In low-income areas worldwide, most patients with Parkinson's disease (PD) cannot afford long-term Levodopa therapy. A potential therapeutic option for them is the use of a legume called Mucuna Pruriens var. Utilis (MP), which has seeds with a high levodopa content (5-6%) and grows in all tropical areas of the world. MP powder is very cheap (total annual cost for a PD patient: 10-15 US $). The aim of this study is to assess efficacy and tolerability of acute and chronic use of MP compared to standard Levodopa therapy.

The primary objective of this study is to investigate efficacy of acute levodopa challenge using MP in comparison to levodopa with a Dopa Decarboxylase Inhibitor (LD+DDCI) and without (LD-DDCI) and placebo.

The secondary objectives are to investigate safety of acute intake of MP as well as efficacy and safety of chronic intake of MP over a 8-week period in comparison to usual LD+DDCI home therapy.


Clinical Trial Description

Background: Levodopa is the gold standard in the treatment of Parkinson's disease (PD). However, in low-income areas worldwide, most patients with PD cannot afford chronic therapy with levodopa. It is therefore mandatory to identify an interventional strategy designed to ease the economic burden of pharmacological management of PD in developing countries. A potential therapeutic option for them is the use of a legume called Mucuna Pruriens variant Utilis (MP), which has seeds containing high LD concentrations and grows spontaneously in all tropical and subtropical areas of the world, including South America, Africa and Asia. It is considered an invasive plant, as it grows rapidly without any particular measure needed to ensure its growth. The cost of home preparation of MP roasted powder is negligible and it is easy to store for a long time. LD was isolated from MP seeds for the first time in 1937 and its concentration therein was estimated to be 4-6%. MP is also known as Ayurvedic remedy for PD since ancient times.

Preliminary data: Published studies in parkinsonian rats, primates and humans suggest that MP may be used to improve PD motor symptoms without major side effects.

In a preliminary study, we analyzed 25 samples of MP from Africa, Latin America and Asia and measured the content in LD and anti-nutrients. We found that LD concentration in roasted powder samples was consistent with previous literature (median[Inter-Quartile Range] 5.3%[5.17-5.5]) and found no harmful anti-nutrients in all MP samples.

Study population: patients with diagnosis of idiopathic PD, including sustained response to levodopa and presence of motor fluctuations defined as predictable wearing-off, unpredictable ON-OFF fluctuations and sudden OFF periods.

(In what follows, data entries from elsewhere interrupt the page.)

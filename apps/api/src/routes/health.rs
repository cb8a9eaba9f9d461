use axum::{extract::State, Json};
use serde_json::{json, Value};

use crate::state::AppState;

/// GET /health
/// Reports liveness and which Gemini model, if any, was selected at startup.
pub async fn health_handler(State(state): State<AppState>) -> Json<Value> {
    Json(json!({
        "status": "healthy",
        "gemini_available": state.availability.available(),
        "gemini_model": state.availability.selected_model_name(),
        "message": "Resume Analyzer API is running"
    }))
}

Setting: Clinica Niño Jesus, Santa Cruz (Bolivia). This setting is chosen because the local neurologist Dr. Janeth Laguna has long-term experience on MP therapy in patients with PD (approximately 10 years). She started using MP because patients living in rural areas asked her to use this cheap source of LD to reduce the monthly cost of anti-PD therapy. In her experience, J.L. never recorded any serious adverse event (personal communication).

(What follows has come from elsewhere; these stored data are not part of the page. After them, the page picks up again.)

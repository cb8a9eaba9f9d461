// Resume analysis: prompt → Gemini → JSON carving, or the local heuristic.
// All model calls go through llm_client.

pub mod handlers;
pub mod heuristic;
pub mod json_block;
pub mod models;
pub mod orchestrator;
pub mod prompts;
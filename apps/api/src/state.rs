use std::sync::Arc;

use crate::config::Config;
use crate::llm_client::availability::ModelAvailability;

/// Shared application state injected into all route handlers via Axum extractors.
/// Built once in `main`; nothing in it changes while the server runs.
#[derive(Clone)]
pub struct AppState {
    pub config: Config,
    /// Resolved at startup. Decides between the Gemini and heuristic paths.
    pub availability: Arc<ModelAvailability>,
}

Preliminary Laboratory Test: The levodopa content in the powder obtained from roasted seeds of Bolivian black ecotype of MP was tested in a laboratory in Milan (Italy) and found to be 5.7%. No alkaloids or major antinutrients were found.

Objectives:

The primary objective is to assess the efficacy of acute challenge of MP roasted powder compared to Levodopa formulations with a dopa-decarboxylase inhibitor (LD-DDCI) and without (LD+DDCI), and placebo. Levodopa dose with DDCI is administered at 3.5 mg/kg, while Levodopa without DDCI is administered at the equivalent dose. This conversion factor is 5-fold, based on published studies comparing clinical and pharmacokinetic Levodopa effects with and without a DDCI and a previous double blind study on MP in patients with PD. For example, 100mg of Levodopa plus DDCI (either Benserazide or Carbidopa) corresponds to 500mg of Levodopa without any DDCI, obtained by administration of 8.75 grams of MP roasted powder (considering 5.7% of Levodopa in the bolivian ecotype of MP). Levodopa dose from MP is planned to be administered at not only at the equivalent dose of LD+DDCI (i.e. 5-fold), but also at the lower dosage of 3.5-fold.

Design: double-blind, randomized, placebo controlled, crossover study of acute response to levodopa-based therapies Duration: 3-6 hours for each treatment arm.

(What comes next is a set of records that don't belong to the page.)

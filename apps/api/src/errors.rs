use axum::{
    extract::multipart::MultipartError,
    http::StatusCode,
    response::{IntoResponse, Response},
    Json,
};
use serde_json::json;
use thiserror::Error;

use crate::analysis::orchestrator::AnalysisError;
use crate::extraction::ExtractionError;

/// Application-level error type.
/// Implements `IntoResponse` so Axum handlers can return `Result<T, AppError>`.
#[derive(Debug, Error)]
pub enum AppError {
    #[error("file field required")]
    MissingFile,

    #[error("Could not extract text from file or file too small")]
    TextTooShort,

    #[error("Could not read upload: {message}")]
    Upload { status: StatusCode, message: String },

    #[error("Could not read uploaded file: {0}")]
    Extraction(#[from] ExtractionError),

    #[error("AI request failed: {0}")]
    AiRequest(#[from] AnalysisError),
}

impl IntoResponse for AppError {
    fn into_response(self) -> Response {
        let (status, body) = match &self {
            AppError::MissingFile | AppError::TextTooShort => {
                tracing::warn!("Rejected upload: {self}");
                (StatusCode::BAD_REQUEST, json!({ "error": self.to_string() }))
            }
            AppError::Upload { status, message } => {
                tracing::warn!("Malformed upload: {message}");
                (
                    *status,
                    json!({
                        "error": "Could not read upload",
                        "detail": message,
                    }),
                )
            }
            AppError::Extraction(e) => {
                tracing::warn!("Extraction error: {e}");
                (
                    StatusCode::BAD_REQUEST,
                    json!({
                        "error": "Could not read uploaded file",
                        "detail": e.to_string(),
                    }),
                )
            }
            AppError::AiRequest(e) => {
                tracing::error!("AI analysis failed: {e}");
                // no heuristic result is attached despite fallback_used;
                // FALLBACK_ON_AI_ERROR serves one instead of this error
                (
                    StatusCode::INTERNAL_SERVER_ERROR,
                    json!({
                        "error": "AI request failed",
                        "detail": e.to_string(),
                        "fallback_used": true,
                    }),
                )
            }
        };

        (status, Json(body)).into_response()
    }
}

impl From<MultipartError> for AppError {
    fn from(e: MultipartError) -> Self {
        // 413 when the body limit was hit, 400 for a malformed stream
        AppError::Upload {
            status: e.status(),
            message: e.body_text(),
        }
    }
}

The secondary objectives include additional measures of efficacy of acute intake of MP as well as efficacy and safety of chronic use of MP as the only source of levodopa compared to optimized home LD+DDCI therapy. This latter part is performed after completion of the acute challenge part of the study.

Design: single-blind, randomized, crossover study of chronic response to levodopa-based therapies.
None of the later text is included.